Lines to restate from the data below: from the one containing "filename src/core/strategies/direct_api.rs" to the one containing "the strategy fails", both included. Give them again exactly, and only them.

┄┄┄┄┄┄

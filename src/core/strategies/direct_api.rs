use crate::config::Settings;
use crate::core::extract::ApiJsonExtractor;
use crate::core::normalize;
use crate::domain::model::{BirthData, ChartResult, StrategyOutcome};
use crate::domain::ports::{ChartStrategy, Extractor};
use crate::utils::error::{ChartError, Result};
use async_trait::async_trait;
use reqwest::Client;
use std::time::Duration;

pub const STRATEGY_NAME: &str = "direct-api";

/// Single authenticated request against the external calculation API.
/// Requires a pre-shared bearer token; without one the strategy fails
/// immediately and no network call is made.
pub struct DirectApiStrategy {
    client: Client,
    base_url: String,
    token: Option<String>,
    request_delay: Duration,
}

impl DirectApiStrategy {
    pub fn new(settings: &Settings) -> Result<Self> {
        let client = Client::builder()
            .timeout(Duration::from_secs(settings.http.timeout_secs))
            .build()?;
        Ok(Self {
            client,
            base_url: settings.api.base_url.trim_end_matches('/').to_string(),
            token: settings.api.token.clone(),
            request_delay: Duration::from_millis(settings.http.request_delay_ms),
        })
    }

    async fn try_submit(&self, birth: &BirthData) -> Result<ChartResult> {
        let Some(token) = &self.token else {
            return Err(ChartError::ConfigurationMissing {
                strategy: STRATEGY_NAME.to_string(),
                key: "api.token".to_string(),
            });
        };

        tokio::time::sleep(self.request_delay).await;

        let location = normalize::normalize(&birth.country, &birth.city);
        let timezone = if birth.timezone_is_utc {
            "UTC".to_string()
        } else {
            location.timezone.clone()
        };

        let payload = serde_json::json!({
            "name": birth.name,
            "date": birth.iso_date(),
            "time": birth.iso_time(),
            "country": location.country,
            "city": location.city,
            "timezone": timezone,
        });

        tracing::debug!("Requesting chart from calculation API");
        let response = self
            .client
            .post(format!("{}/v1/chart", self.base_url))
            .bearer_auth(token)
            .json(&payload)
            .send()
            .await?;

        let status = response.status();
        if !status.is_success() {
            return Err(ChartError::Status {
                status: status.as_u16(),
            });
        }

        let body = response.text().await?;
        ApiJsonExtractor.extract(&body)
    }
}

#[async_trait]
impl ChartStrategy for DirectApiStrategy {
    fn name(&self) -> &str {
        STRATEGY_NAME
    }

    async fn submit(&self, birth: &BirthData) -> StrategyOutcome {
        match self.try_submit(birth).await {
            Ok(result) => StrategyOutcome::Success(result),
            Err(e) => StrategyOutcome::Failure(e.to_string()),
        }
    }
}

┄┄┄┄┄┄

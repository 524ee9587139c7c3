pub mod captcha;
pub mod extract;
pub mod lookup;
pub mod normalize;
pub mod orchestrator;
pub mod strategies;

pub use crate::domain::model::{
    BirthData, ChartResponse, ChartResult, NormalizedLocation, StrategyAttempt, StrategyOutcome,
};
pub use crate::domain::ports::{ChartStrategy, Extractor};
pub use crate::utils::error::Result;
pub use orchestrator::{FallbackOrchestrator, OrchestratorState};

┄┄┄┄┄┄

TASK ANSWER →
filename src/core/strategies/direct_api.rs
use crate::config::Settings;
use crate::core::extract::ApiJsonExtractor;
use crate::core::normalize;
use crate::domain::model::{BirthData, ChartResult, StrategyOutcome};
use crate::domain::ports::{ChartStrategy, Extractor};
use crate::utils::error::{ChartError, Result};
use async_trait::async_trait;
use reqwest::Client;
use std::time::Duration;

pub const STRATEGY_NAME: &str = "direct-api";

/// Single authenticated request against the external calculation API.
/// Requires a pre-shared bearer token; without one the strategy fails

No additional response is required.